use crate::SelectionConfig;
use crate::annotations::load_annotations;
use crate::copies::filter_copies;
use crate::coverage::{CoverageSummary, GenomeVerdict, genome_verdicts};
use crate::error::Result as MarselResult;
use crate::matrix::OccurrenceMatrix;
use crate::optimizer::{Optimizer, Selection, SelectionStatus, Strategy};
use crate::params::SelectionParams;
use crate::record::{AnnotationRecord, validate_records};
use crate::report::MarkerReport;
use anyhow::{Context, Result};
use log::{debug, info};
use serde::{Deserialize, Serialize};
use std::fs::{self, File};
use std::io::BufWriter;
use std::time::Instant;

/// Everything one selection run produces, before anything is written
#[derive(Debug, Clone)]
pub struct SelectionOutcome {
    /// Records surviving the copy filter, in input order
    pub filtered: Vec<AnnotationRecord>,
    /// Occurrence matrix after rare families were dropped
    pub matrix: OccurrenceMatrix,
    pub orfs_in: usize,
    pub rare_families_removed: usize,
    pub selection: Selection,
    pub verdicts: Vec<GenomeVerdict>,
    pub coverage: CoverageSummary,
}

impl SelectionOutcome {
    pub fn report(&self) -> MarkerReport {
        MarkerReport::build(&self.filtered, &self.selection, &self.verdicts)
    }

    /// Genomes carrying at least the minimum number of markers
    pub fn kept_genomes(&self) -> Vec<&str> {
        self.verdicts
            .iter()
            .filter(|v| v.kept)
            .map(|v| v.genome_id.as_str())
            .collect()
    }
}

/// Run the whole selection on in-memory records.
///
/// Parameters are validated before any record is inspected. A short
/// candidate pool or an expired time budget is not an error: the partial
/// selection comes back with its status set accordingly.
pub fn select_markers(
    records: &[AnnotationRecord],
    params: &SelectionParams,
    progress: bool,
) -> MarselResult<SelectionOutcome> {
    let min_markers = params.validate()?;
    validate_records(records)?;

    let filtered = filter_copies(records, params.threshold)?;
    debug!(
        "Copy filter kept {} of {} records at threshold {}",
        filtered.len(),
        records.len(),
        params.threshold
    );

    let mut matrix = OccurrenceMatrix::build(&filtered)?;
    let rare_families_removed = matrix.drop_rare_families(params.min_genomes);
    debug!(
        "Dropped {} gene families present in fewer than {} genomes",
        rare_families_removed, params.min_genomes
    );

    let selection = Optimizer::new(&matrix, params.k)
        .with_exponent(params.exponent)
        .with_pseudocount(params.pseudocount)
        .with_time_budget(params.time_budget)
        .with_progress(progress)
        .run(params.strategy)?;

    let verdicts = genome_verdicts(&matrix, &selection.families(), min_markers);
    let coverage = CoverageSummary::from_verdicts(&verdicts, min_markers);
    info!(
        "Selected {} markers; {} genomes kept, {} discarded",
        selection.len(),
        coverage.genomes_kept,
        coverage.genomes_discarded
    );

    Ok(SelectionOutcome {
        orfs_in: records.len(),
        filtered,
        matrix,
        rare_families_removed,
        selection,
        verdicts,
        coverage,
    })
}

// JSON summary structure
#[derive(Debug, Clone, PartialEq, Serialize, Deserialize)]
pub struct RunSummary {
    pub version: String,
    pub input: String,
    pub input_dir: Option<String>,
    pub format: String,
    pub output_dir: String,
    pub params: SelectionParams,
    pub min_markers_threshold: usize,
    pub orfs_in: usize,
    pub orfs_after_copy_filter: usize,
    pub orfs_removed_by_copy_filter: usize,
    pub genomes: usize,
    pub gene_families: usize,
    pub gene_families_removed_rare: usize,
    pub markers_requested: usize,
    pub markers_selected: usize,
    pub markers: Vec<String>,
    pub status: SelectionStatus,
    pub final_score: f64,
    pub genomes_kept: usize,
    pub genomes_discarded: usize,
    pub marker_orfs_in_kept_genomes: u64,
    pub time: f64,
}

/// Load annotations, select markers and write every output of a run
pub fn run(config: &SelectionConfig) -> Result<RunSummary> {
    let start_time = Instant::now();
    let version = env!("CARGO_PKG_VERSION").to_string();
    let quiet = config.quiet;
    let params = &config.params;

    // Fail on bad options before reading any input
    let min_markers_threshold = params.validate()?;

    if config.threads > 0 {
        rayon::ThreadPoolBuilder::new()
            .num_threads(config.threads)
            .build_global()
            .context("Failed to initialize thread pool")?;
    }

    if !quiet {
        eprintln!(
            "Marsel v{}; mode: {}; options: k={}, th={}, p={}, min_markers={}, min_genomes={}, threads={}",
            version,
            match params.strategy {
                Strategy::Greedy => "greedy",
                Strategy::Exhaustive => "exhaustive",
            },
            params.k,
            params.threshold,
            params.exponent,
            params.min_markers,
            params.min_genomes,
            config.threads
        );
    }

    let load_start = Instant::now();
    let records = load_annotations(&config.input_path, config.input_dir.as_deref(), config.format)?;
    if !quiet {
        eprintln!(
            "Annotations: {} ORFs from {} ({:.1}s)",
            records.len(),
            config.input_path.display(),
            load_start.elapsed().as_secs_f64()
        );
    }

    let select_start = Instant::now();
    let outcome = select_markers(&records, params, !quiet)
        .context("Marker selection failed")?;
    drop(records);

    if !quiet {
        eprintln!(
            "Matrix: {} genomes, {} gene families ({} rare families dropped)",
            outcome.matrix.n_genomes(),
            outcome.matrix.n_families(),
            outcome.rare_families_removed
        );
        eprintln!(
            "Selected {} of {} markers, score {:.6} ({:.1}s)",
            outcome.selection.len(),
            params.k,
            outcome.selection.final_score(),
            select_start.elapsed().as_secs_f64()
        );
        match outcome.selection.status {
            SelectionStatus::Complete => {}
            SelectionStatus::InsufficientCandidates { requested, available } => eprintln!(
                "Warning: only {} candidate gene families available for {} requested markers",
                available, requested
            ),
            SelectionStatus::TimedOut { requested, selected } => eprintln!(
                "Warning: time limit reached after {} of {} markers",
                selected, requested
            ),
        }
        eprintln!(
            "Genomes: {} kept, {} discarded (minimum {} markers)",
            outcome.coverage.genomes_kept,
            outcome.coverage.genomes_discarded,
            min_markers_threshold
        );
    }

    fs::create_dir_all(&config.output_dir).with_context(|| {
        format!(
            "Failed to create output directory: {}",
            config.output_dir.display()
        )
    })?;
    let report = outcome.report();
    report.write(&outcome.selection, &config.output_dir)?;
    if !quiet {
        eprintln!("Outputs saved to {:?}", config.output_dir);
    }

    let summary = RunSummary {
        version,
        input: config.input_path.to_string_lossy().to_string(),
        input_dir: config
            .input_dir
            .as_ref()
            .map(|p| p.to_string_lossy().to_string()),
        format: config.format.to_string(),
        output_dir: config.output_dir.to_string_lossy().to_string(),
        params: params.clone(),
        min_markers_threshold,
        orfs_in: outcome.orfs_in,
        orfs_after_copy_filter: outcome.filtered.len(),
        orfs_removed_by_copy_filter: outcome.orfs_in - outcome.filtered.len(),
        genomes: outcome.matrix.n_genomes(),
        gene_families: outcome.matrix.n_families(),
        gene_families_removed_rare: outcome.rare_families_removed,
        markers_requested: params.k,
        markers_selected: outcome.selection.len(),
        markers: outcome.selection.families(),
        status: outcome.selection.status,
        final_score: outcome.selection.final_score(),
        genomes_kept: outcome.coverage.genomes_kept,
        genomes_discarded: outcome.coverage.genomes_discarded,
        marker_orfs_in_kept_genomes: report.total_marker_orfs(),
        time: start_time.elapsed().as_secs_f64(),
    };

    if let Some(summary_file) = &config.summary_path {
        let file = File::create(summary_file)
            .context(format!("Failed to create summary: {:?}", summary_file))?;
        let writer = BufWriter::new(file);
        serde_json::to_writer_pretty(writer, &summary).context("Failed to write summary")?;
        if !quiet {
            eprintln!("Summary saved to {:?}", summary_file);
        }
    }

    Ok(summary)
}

__Task objective__: Top to bottom, set down the whole listing exactly.

__Task result__:
use crate::SelectionConfig;
use crate::annotations::load_annotations;
use crate::copies::filter_copies;
use crate::coverage::{CoverageSummary, GenomeVerdict, genome_verdicts};
use crate::error::Result as MarselResult;
use crate::matrix::OccurrenceMatrix;
use crate::optimizer::{Optimizer, Selection, SelectionStatus, Strategy};
use crate::params::SelectionParams;
use crate::record::{AnnotationRecord, validate_records};
use crate::report::MarkerReport;
use anyhow::{Context, Result};
use log::{debug, info};
use serde::{Deserialize, Serialize};
use std::fs::{self, File};
use std::io::BufWriter;
use std::time::Instant;

/// Everything one selection run produces, before anything is written
#[derive(Debug, Clone)]
pub struct SelectionOutcome {
    /// Records surviving the copy filter, in input order
    pub filtered: Vec<AnnotationRecord>,
    /// Occurrence matrix after rare families were dropped
    pub matrix: OccurrenceMatrix,
    pub orfs_in: usize,
    pub rare_families_removed: usize,
    pub selection: Selection,
    pub verdicts: Vec<GenomeVerdict>,
    pub coverage: CoverageSummary,
}

impl SelectionOutcome {
    pub fn report(&self) -> MarkerReport {
        MarkerReport::build(&self.filtered, &self.selection, &self.verdicts)
    }

    /// Genomes carrying at least the minimum number of markers
    pub fn kept_genomes(&self) -> Vec<&str> {
        self.verdicts
            .iter()
            .filter(|v| v.kept)
            .map(|v| v.genome_id.as_str())
            .collect()
    }
}

/// Run the whole selection on in-memory records.
///
/// Parameters are validated before any record is inspected. A short
/// candidate pool or an expired time budget is not an error: the partial
/// selection comes back with its status set accordingly.
pub fn select_markers(
    records: &[AnnotationRecord],
    params: &SelectionParams,
    progress: bool,
) -> MarselResult<SelectionOutcome> {
    let min_markers = params.validate()?;
    validate_records(records)?;

    let filtered = filter_copies(records, params.threshold)?;
    debug!(
        "Copy filter kept {} of {} records at threshold {}",
        filtered.len(),
        records.len(),
        params.threshold
    );

    let mut matrix = OccurrenceMatrix::build(&filtered)?;
    let rare_families_removed = matrix.drop_rare_families(params.min_genomes);
    debug!(
        "Dropped {} gene families present in fewer than {} genomes",
        rare_families_removed, params.min_genomes
    );

    let selection = Optimizer::new(&matrix, params.k)
        .with_exponent(params.exponent)
        .with_pseudocount(params.pseudocount)
        .with_time_budget(params.time_budget)
        .with_progress(progress)
        .run(params.strategy)?;

    let verdicts = genome_verdicts(&matrix, &selection.families(), min_markers);
    let coverage = CoverageSummary::from_verdicts(&verdicts, min_markers);
    info!(
        "Selected {} markers; {} genomes kept, {} discarded",
        selection.len(),
        coverage.genomes_kept,
        coverage.genomes_discarded
    );

    Ok(SelectionOutcome {
        orfs_in: records.len(),
        filtered,
        matrix,
        rare_families_removed,
        selection,
        verdicts,
        coverage,
    })
}

// JSON summary structure
#[derive(Debug, Clone, PartialEq, Serialize, Deserialize)]
pub struct RunSummary {
    pub version: String,
    pub input: String,
    pub input_dir: Option<String>,
    pub format: String,
    pub output_dir: String,
    pub params: SelectionParams,
    pub min_markers_threshold: usize,
    pub orfs_in: usize,
    pub orfs_after_copy_filter: usize,
    pub orfs_removed_by_copy_filter: usize,
    pub genomes: usize,
    pub gene_families: usize,
    pub gene_families_removed_rare: usize,
    pub markers_requested: usize,
    pub markers_selected: usize,
    pub markers: Vec<String>,
    pub status: SelectionStatus,
    pub final_score: f64,
    pub genomes_kept: usize,
    pub genomes_discarded: usize,
    pub marker_orfs_in_kept_genomes: u64,
    pub time: f64,
}

/// Load annotations, select markers and write every output of a run
pub fn run(config: &SelectionConfig) -> Result<RunSummary> {
    let start_time = Instant::now();
    let version = env!("CARGO_PKG_VERSION").to_string();
    let quiet = config.quiet;
    let params = &config.params;

    // Fail on bad options before reading any input
    let min_markers_threshold = params.validate()?;

    if config.threads > 0 {
        rayon::ThreadPoolBuilder::new()
            .num_threads(config.threads)
            .build_global()
            .context("Failed to initialize thread pool")?;
    }

    if !quiet {
        eprintln!(
            "Marsel v{}; mode: {}; options: k={}, th={}, p={}, min_markers={}, min_genomes={}, threads={}",
            version,
            match params.strategy {
                Strategy::Greedy => "greedy",
                Strategy::Exhaustive => "exhaustive",
            },
            params.k,
            params.threshold,
            params.exponent,
            params.min_markers,
            params.min_genomes,
            config.threads
        );
    }

    let load_start = Instant::now();
    let records = load_annotations(&config.input_path, config.input_dir.as_deref(), config.format)?;
    if !quiet {
        eprintln!(
            "Annotations: {} ORFs from {} ({:.1}s)",
            records.len(),
            config.input_path.display(),
            load_start.elapsed().as_secs_f64()
        );
    }

    let select_start = Instant::now();
    let outcome = select_markers(&records, params, !quiet)
        .context("Marker selection failed")?;
    drop(records);

    if !quiet {
        eprintln!(
            "Matrix: {} genomes, {} gene families ({} rare families dropped)",
            outcome.matrix.n_genomes(),
            outcome.matrix.n_families(),
            outcome.rare_families_removed
        );
        eprintln!(
            "Selected {} of {} markers, score {:.6} ({:.1}s)",
            outcome.selection.len(),
            params.k,
            outcome.selection.final_score(),
            select_start.elapsed().as_secs_f64()
        );
        match outcome.selection.status {
            SelectionStatus::Complete => {}
            SelectionStatus::InsufficientCandidates { requested, available } => eprintln!(
                "Warning: only {} candidate gene families available for {} requested markers",
                available, requested
            ),
            SelectionStatus::TimedOut { requested, selected } => eprintln!(
                "Warning: time limit reached after {} of {} markers",
                selected, requested
            ),
        }
        eprintln!(
            "Genomes: {} kept, {} discarded (minimum {} markers)",
            outcome.coverage.genomes_kept,
            outcome.coverage.genomes_discarded,
            min_markers_threshold
        );
    }

    fs::create_dir_all(&config.output_dir).with_context(|| {
        format!(
            "Failed to create output directory: {}",
            config.output_dir.display()
        )
    })?;
    let report = outcome.report();
    report.write(&outcome.selection, &config.output_dir)?;
    if !quiet {
        eprintln!("Outputs saved to {:?}", config.output_dir);
    }

    let summary = RunSummary {
        version,
        input: config.input_path.to_string_lossy().to_string(),
        input_dir: config
            .input_dir
            .as_ref()
            .map(|p| p.to_string_lossy().to_string()),
        format: config.format.to_string(),
        output_dir: config.output_dir.to_string_lossy().to_string(),
        params: params.clone(),
        min_markers_threshold,
        orfs_in: outcome.orfs_in,
        orfs_after_copy_filter: outcome.filtered.len(),
        orfs_removed_by_copy_filter: outcome.orfs_in - outcome.filtered.len(),
        genomes: outcome.matrix.n_genomes(),
        gene_families: outcome.matrix.n_families(),
        gene_families_removed_rare: outcome.rare_families_removed,
        markers_requested: params.k,
        markers_selected: outcome.selection.len(),
        markers: outcome.selection.families(),
        status: outcome.selection.status,
        final_score: outcome.selection.final_score(),
        genomes_kept: outcome.coverage.genomes_kept,
        genomes_discarded: outcome.coverage.genomes_discarded,
        marker_orfs_in_kept_genomes: report.total_marker_orfs(),
        time: start_time.elapsed().as_secs_f64(),
    };

    if let Some(summary_file) = &config.summary_path {
        let file = File::create(summary_file)
            .context(format!("Failed to create summary: {:?}", summary_file))?;
        let writer = BufWriter::new(file);
        serde_json::to_writer_pretty(writer, &summary).context("Failed to write summary")?;
        if !quiet {
            eprintln!("Summary saved to {:?}", summary_file);
        }
    }

    Ok(summary)
}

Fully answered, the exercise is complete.